■ Records to process:

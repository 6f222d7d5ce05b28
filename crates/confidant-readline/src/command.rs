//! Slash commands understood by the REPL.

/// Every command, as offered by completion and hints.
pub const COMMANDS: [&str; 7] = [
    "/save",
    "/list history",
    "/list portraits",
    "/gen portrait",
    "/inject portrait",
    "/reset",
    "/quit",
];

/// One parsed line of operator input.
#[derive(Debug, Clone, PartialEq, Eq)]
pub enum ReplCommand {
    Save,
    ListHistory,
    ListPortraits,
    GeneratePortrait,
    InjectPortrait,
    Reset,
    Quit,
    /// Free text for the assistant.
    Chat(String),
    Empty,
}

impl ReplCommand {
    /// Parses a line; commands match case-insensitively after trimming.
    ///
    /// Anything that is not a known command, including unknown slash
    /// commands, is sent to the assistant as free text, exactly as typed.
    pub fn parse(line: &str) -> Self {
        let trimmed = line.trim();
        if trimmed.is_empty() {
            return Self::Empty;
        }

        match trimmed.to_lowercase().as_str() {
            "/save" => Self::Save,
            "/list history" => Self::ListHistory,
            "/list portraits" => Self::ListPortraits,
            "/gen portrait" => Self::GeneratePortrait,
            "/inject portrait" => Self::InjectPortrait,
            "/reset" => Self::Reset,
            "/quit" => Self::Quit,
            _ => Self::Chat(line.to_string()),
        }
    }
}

* * *

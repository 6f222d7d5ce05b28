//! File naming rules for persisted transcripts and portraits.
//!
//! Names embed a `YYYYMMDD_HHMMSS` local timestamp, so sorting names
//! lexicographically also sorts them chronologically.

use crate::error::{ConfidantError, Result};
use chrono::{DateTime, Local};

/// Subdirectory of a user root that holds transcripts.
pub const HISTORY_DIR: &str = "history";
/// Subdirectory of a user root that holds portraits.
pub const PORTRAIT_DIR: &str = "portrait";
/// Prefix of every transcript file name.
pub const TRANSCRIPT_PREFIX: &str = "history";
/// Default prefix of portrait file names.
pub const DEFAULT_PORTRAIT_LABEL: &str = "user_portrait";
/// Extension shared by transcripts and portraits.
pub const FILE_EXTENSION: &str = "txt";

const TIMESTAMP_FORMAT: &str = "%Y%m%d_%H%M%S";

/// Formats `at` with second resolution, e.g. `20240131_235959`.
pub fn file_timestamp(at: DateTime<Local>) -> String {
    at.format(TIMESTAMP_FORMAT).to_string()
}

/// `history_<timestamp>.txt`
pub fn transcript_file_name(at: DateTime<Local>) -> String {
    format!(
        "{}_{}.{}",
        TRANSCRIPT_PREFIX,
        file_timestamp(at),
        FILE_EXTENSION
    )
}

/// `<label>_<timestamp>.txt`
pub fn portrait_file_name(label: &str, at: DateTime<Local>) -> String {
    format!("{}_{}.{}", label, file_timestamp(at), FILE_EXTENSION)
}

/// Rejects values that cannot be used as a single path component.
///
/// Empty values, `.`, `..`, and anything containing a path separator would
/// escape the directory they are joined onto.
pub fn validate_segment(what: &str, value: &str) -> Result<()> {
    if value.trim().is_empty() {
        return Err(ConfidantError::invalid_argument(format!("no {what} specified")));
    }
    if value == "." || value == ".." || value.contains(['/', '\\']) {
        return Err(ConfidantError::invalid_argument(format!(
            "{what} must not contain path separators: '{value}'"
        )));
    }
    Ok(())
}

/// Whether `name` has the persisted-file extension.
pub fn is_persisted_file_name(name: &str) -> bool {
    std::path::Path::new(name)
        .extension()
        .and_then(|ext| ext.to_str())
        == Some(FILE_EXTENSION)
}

■ Task details:
List, from the entries above, every line in which the word "values" shows up.

■ Exercise answer:
/// Rejects values that cannot be used as a single path component.
/// Empty values, `.`, `..`, and anything containing a path separator would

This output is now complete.